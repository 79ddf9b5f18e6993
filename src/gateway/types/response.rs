//! API response and error types
//!
//! Success bodies are the stored records themselves. Failures map onto three
//! buckets:
//!
//! | Variant      | Status | Body                       |
//! |--------------|--------|----------------------------|
//! | `Validation` | 400    | [`ErrorBody`] with `errors` |
//! | `NotFound`   | 404    | empty                      |
//! | `Internal`   | 500    | [`ErrorBody`]              |
//!
//! plus `Unavailable` (503) for the health probe.

use std::collections::BTreeMap;

use axum::{
    Json,
    http::StatusCode,
    response::{IntoResponse, Response},
};
use serde::Serialize;
use utoipa::ToSchema;

use crate::gateway::services::ServiceError;
use crate::store::{FieldError, ValidationError};

/// JSON body for 400/500/503 responses
#[derive(Debug, Serialize, ToSchema)]
pub struct ErrorBody {
    /// Error bucket: `ValidationError` | `InternalError` | `Unavailable`
    #[schema(example = "ValidationError")]
    pub name: String,
    /// Underlying detail, passed through unchanged
    pub message: String,
    /// Per-path rejections (validation failures only)
    #[serde(skip_serializing_if = "BTreeMap::is_empty")]
    pub errors: BTreeMap<String, FieldError>,
}

impl ErrorBody {
    fn new(name: &str, message: impl Into<String>) -> Self {
        Self {
            name: name.to_string(),
            message: message.into(),
            errors: BTreeMap::new(),
        }
    }
}

#[derive(Debug)]
pub enum ApiError {
    Validation(ValidationError),
    NotFound,
    Internal(String),
    Unavailable(String),
}

pub type ApiResult<T> = Result<T, ApiError>;

impl ApiError {
    pub fn status(&self) -> StatusCode {
        match self {
            ApiError::Validation(_) => StatusCode::BAD_REQUEST,
            ApiError::NotFound => StatusCode::NOT_FOUND,
            ApiError::Internal(_) => StatusCode::INTERNAL_SERVER_ERROR,
            ApiError::Unavailable(_) => StatusCode::SERVICE_UNAVAILABLE,
        }
    }

    pub fn into_err<T>(self) -> ApiResult<T> {
        Err(self)
    }
}

impl From<ServiceError> for ApiError {
    fn from(e: ServiceError) -> Self {
        match e {
            ServiceError::Validation(v) => ApiError::Validation(v),
            ServiceError::Internal(msg) => ApiError::Internal(msg),
        }
    }
}

impl IntoResponse for ApiError {
    fn into_response(self) -> Response {
        let status = self.status();
        let body = match self {
            ApiError::NotFound => return status.into_response(),
            ApiError::Validation(v) => ErrorBody {
                name: "ValidationError".to_string(),
                message: v.message,
                errors: v.errors,
            },
            ApiError::Internal(msg) => ErrorBody::new("InternalError", msg),
            ApiError::Unavailable(msg) => ErrorBody::new("Unavailable", msg),
        };
        (status, Json(body)).into_response()
    }
}

/// 200 with the record as body
pub fn ok<T: Serialize>(data: T) -> ApiResult<(StatusCode, Json<T>)> {
    Ok((StatusCode::OK, Json(data)))
}

/// 201 with the stored record as body
pub fn created<T: Serialize>(data: T) -> ApiResult<(StatusCode, Json<T>)> {
    Ok((StatusCode::CREATED, Json(data)))
}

§ Exercise instructions
Repeat each line above exactly as it stands.

§ Response to the task
repository 79ddf9b5f18e6993
filename src/gateway/types/response.rs
//! API response and error types
//!
//! Success bodies are the stored records themselves. Failures map onto three
//! buckets:
//!
//! | Variant      | Status | Body                       |
//! |--------------|--------|----------------------------|
//! | `Validation` | 400    | [`ErrorBody`] with `errors` |
//! | `NotFound`   | 404    | empty                      |
//! | `Internal`   | 500    | [`ErrorBody`]              |
//!
//! plus `Unavailable` (503) for the health probe.

use std::collections::BTreeMap;

use axum::{
    Json,
    http::StatusCode,
    response::{IntoResponse, Response},
};
use serde::Serialize;
use utoipa::ToSchema;

use crate::gateway::services::ServiceError;
use crate::store::{FieldError, ValidationError};

/// JSON body for 400/500/503 responses
#[derive(Debug, Serialize, ToSchema)]
pub struct ErrorBody {
    /// Error bucket: `ValidationError` | `InternalError` | `Unavailable`
    #[schema(example = "ValidationError")]
    pub name: String,
    /// Underlying detail, passed through unchanged
    pub message: String,
    /// Per-path rejections (validation failures only)
    #[serde(skip_serializing_if = "BTreeMap::is_empty")]
    pub errors: BTreeMap<String, FieldError>,
}

impl ErrorBody {
    fn new(name: &str, message: impl Into<String>) -> Self {
        Self {
            name: name.to_string(),
            message: message.into(),
            errors: BTreeMap::new(),
        }
    }
}

#[derive(Debug)]
pub enum ApiError {
    Validation(ValidationError),
    NotFound,
    Internal(String),
    Unavailable(String),
}

pub type ApiResult<T> = Result<T, ApiError>;

impl ApiError {
    pub fn status(&self) -> StatusCode {
        match self {
            ApiError::Validation(_) => StatusCode::BAD_REQUEST,
            ApiError::NotFound => StatusCode::NOT_FOUND,
            ApiError::Internal(_) => StatusCode::INTERNAL_SERVER_ERROR,
            ApiError::Unavailable(_) => StatusCode::SERVICE_UNAVAILABLE,
        }
    }

    pub fn into_err<T>(self) -> ApiResult<T> {
        Err(self)
    }
}

impl From<ServiceError> for ApiError {
    fn from(e: ServiceError) -> Self {
        match e {
            ServiceError::Validation(v) => ApiError::Validation(v),
            ServiceError::Internal(msg) => ApiError::Internal(msg),
        }
    }
}

impl IntoResponse for ApiError {
    fn into_response(self) -> Response {
        let status = self.status();
        let body = match self {
            ApiError::NotFound => return status.into_response(),
            ApiError::Validation(v) => ErrorBody {
                name: "ValidationError".to_string(),
                message: v.message,
                errors: v.errors,
            },
            ApiError::Internal(msg) => ErrorBody::new("InternalError", msg),
            ApiError::Unavailable(msg) => ErrorBody::new("Unavailable", msg),
        };
        (status, Json(body)).into_response()
    }
}

/// 200 with the record as body
pub fn ok<T: Serialize>(data: T) -> ApiResult<(StatusCode, Json<T>)> {
    Ok((StatusCode::OK, Json(data)))
}

/// 201 with the stored record as body
pub fn created<T: Serialize>(data: T) -> ApiResult<(StatusCode, Json<T>)> {
    Ok((StatusCode::CREATED, Json(data)))
}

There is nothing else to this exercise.